:: What the task requires ::
Transcribe the data exactly. Leave nothing out.
━━ Data supplied ━━
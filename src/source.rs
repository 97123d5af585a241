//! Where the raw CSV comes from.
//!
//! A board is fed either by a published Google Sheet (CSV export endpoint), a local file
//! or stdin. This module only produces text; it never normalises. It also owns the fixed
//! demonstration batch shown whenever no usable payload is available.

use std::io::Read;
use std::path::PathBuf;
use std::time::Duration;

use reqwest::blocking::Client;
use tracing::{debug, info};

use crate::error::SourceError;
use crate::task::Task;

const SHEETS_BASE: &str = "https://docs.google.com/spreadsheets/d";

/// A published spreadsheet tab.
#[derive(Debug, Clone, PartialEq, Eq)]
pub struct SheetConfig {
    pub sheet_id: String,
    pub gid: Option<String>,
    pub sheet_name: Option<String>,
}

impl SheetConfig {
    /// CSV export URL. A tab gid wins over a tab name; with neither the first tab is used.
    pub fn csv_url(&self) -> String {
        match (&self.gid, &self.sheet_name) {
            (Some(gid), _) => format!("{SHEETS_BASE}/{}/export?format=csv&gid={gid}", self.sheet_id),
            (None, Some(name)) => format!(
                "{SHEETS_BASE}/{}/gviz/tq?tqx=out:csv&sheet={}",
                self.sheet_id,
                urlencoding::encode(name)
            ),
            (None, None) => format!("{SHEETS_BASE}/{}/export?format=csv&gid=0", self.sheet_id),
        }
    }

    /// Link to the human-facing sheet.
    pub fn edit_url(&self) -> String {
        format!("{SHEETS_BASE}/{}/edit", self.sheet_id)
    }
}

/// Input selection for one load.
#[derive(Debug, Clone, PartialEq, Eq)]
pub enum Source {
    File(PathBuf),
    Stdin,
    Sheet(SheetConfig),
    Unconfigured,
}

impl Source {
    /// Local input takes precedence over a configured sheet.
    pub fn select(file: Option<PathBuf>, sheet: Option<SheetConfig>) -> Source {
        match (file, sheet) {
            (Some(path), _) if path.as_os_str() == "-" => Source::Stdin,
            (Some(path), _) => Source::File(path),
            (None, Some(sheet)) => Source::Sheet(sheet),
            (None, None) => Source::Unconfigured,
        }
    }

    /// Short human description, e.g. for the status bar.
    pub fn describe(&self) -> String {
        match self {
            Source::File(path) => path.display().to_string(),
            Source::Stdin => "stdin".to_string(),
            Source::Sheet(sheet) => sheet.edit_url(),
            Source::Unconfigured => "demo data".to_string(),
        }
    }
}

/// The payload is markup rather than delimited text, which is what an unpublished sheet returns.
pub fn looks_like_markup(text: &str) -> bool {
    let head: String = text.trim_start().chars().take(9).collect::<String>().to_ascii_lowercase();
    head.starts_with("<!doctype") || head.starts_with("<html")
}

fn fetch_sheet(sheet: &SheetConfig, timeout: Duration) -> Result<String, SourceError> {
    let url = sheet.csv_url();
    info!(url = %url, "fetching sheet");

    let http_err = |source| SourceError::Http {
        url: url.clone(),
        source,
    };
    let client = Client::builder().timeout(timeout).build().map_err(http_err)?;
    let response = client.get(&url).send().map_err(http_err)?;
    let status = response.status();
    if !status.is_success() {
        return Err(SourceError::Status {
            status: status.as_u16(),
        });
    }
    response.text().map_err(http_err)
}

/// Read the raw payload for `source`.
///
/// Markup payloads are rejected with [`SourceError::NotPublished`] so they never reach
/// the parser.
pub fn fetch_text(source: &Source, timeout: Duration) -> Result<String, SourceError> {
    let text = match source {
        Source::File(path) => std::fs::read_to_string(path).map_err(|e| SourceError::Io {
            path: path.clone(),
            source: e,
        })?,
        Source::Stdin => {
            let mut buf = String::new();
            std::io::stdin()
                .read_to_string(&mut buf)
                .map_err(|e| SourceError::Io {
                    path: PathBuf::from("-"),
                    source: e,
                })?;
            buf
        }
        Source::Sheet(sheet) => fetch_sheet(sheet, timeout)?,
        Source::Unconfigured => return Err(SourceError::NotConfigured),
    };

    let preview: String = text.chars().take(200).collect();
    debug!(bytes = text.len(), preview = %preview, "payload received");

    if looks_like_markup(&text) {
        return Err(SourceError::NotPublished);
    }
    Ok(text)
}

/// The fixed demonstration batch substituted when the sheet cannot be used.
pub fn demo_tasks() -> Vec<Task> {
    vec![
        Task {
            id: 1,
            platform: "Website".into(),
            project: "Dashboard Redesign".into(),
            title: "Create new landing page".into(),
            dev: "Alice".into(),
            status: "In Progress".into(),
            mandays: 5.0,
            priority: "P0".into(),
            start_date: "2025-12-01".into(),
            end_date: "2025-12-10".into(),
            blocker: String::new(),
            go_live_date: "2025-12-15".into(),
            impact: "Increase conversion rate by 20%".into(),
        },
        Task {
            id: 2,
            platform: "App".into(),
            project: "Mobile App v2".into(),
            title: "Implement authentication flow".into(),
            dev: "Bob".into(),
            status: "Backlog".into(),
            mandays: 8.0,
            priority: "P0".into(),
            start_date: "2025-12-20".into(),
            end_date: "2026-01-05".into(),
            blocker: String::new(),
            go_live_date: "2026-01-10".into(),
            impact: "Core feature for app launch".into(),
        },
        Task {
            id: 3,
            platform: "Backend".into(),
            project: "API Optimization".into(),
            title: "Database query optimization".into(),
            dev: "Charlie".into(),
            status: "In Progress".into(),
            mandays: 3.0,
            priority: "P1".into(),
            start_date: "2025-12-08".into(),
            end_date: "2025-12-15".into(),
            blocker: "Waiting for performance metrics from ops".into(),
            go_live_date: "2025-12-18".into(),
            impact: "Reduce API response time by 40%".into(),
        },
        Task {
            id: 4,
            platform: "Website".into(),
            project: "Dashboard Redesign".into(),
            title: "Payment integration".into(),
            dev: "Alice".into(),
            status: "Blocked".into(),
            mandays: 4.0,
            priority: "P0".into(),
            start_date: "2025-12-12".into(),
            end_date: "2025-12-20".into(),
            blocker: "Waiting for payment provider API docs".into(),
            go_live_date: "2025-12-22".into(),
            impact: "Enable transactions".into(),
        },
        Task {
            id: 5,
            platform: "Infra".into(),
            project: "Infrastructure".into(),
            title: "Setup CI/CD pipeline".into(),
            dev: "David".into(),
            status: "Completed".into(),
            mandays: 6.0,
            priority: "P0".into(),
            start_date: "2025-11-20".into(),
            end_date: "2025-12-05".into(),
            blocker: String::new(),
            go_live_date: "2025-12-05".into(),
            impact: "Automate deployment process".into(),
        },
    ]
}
━━━
:: Final answer ::
filename src/source.rs
repository 97123d5af585a241
//! Where the raw CSV comes from.
//!
//! A board is fed either by a published Google Sheet (CSV export endpoint), a local file
//! or stdin. This module only produces text; it never normalises. It also owns the fixed
//! demonstration batch shown whenever no usable payload is available.

use std::io::Read;
use std::path::PathBuf;
use std::time::Duration;

use reqwest::blocking::Client;
use tracing::{debug, info};

use crate::error::SourceError;
use crate::task::Task;

const SHEETS_BASE: &str = "https://docs.google.com/spreadsheets/d";

/// A published spreadsheet tab.
#[derive(Debug, Clone, PartialEq, Eq)]
pub struct SheetConfig {
    pub sheet_id: String,
    pub gid: Option<String>,
    pub sheet_name: Option<String>,
}

impl SheetConfig {
    /// CSV export URL. A tab gid wins over a tab name; with neither the first tab is used.
    pub fn csv_url(&self) -> String {
        match (&self.gid, &self.sheet_name) {
            (Some(gid), _) => format!("{SHEETS_BASE}/{}/export?format=csv&gid={gid}", self.sheet_id),
            (None, Some(name)) => format!(
                "{SHEETS_BASE}/{}/gviz/tq?tqx=out:csv&sheet={}",
                self.sheet_id,
                urlencoding::encode(name)
            ),
            (None, None) => format!("{SHEETS_BASE}/{}/export?format=csv&gid=0", self.sheet_id),
        }
    }

    /// Link to the human-facing sheet.
    pub fn edit_url(&self) -> String {
        format!("{SHEETS_BASE}/{}/edit", self.sheet_id)
    }
}

/// Input selection for one load.
#[derive(Debug, Clone, PartialEq, Eq)]
pub enum Source {
    File(PathBuf),
    Stdin,
    Sheet(SheetConfig),
    Unconfigured,
}

impl Source {
    /// Local input takes precedence over a configured sheet.
    pub fn select(file: Option<PathBuf>, sheet: Option<SheetConfig>) -> Source {
        match (file, sheet) {
            (Some(path), _) if path.as_os_str() == "-" => Source::Stdin,
            (Some(path), _) => Source::File(path),
            (None, Some(sheet)) => Source::Sheet(sheet),
            (None, None) => Source::Unconfigured,
        }
    }

    /// Short human description, e.g. for the status bar.
    pub fn describe(&self) -> String {
        match self {
            Source::File(path) => path.display().to_string(),
            Source::Stdin => "stdin".to_string(),
            Source::Sheet(sheet) => sheet.edit_url(),
            Source::Unconfigured => "demo data".to_string(),
        }
    }
}

/// The payload is markup rather than delimited text, which is what an unpublished sheet returns.
pub fn looks_like_markup(text: &str) -> bool {
    let head: String = text.trim_start().chars().take(9).collect::<String>().to_ascii_lowercase();
    head.starts_with("<!doctype") || head.starts_with("<html")
}

fn fetch_sheet(sheet: &SheetConfig, timeout: Duration) -> Result<String, SourceError> {
    let url = sheet.csv_url();
    info!(url = %url, "fetching sheet");

    let http_err = |source| SourceError::Http {
        url: url.clone(),
        source,
    };
    let client = Client::builder().timeout(timeout).build().map_err(http_err)?;
    let response = client.get(&url).send().map_err(http_err)?;
    let status = response.status();
    if !status.is_success() {
        return Err(SourceError::Status {
            status: status.as_u16(),
        });
    }
    response.text().map_err(http_err)
}

/// Read the raw payload for `source`.
///
/// Markup payloads are rejected with [`SourceError::NotPublished`] so they never reach
/// the parser.
pub fn fetch_text(source: &Source, timeout: Duration) -> Result<String, SourceError> {
    let text = match source {
        Source::File(path) => std::fs::read_to_string(path).map_err(|e| SourceError::Io {
            path: path.clone(),
            source: e,
        })?,
        Source::Stdin => {
            let mut buf = String::new();
            std::io::stdin()
                .read_to_string(&mut buf)
                .map_err(|e| SourceError::Io {
                    path: PathBuf::from("-"),
                    source: e,
                })?;
            buf
        }
        Source::Sheet(sheet) => fetch_sheet(sheet, timeout)?,
        Source::Unconfigured => return Err(SourceError::NotConfigured),
    };

    let preview: String = text.chars().take(200).collect();
    debug!(bytes = text.len(), preview = %preview, "payload received");

    if looks_like_markup(&text) {
        return Err(SourceError::NotPublished);
    }
    Ok(text)
}

/// The fixed demonstration batch substituted when the sheet cannot be used.
pub fn demo_tasks() -> Vec<Task> {
    vec![
        Task {
            id: 1,
            platform: "Website".into(),
            project: "Dashboard Redesign".into(),
            title: "Create new landing page".into(),
            dev: "Alice".into(),
            status: "In Progress".into(),
            mandays: 5.0,
            priority: "P0".into(),
            start_date: "2025-12-01".into(),
            end_date: "2025-12-10".into(),
            blocker: String::new(),
            go_live_date: "2025-12-15".into(),
            impact: "Increase conversion rate by 20%".into(),
        },
        Task {
            id: 2,
            platform: "App".into(),
            project: "Mobile App v2".into(),
            title: "Implement authentication flow".into(),
            dev: "Bob".into(),
            status: "Backlog".into(),
            mandays: 8.0,
            priority: "P0".into(),
            start_date: "2025-12-20".into(),
            end_date: "2026-01-05".into(),
            blocker: String::new(),
            go_live_date: "2026-01-10".into(),
            impact: "Core feature for app launch".into(),
        },
        Task {
            id: 3,
            platform: "Backend".into(),
            project: "API Optimization".into(),
            title: "Database query optimization".into(),
            dev: "Charlie".into(),
            status: "In Progress".into(),
            mandays: 3.0,
            priority: "P1".into(),
            start_date: "2025-12-08".into(),
            end_date: "2025-12-15".into(),
            blocker: "Waiting for performance metrics from ops".into(),
            go_live_date: "2025-12-18".into(),
            impact: "Reduce API response time by 40%".into(),
        },
        Task {
            id: 4,
            platform: "Website".into(),
            project: "Dashboard Redesign".into(),
            title: "Payment integration".into(),
            dev: "Alice".into(),
            status: "Blocked".into(),
            mandays: 4.0,
            priority: "P0".into(),
            start_date: "2025-12-12".into(),
            end_date: "2025-12-20".into(),
            blocker: "Waiting for payment provider API docs".into(),
            go_live_date: "2025-12-22".into(),
            impact: "Enable transactions".into(),
        },
        Task {
            id: 5,
            platform: "Infra".into(),
            project: "Infrastructure".into(),
            title: "Setup CI/CD pipeline".into(),
            dev: "David".into(),
            status: "Completed".into(),
            mandays: 6.0,
            priority: "P0".into(),
            start_date: "2025-11-20".into(),
            end_date: "2025-12-05".into(),
            blocker: String::new(),
            go_live_date: "2025-12-05".into(),
            impact: "Automate deployment process".into(),
        },
    ]
}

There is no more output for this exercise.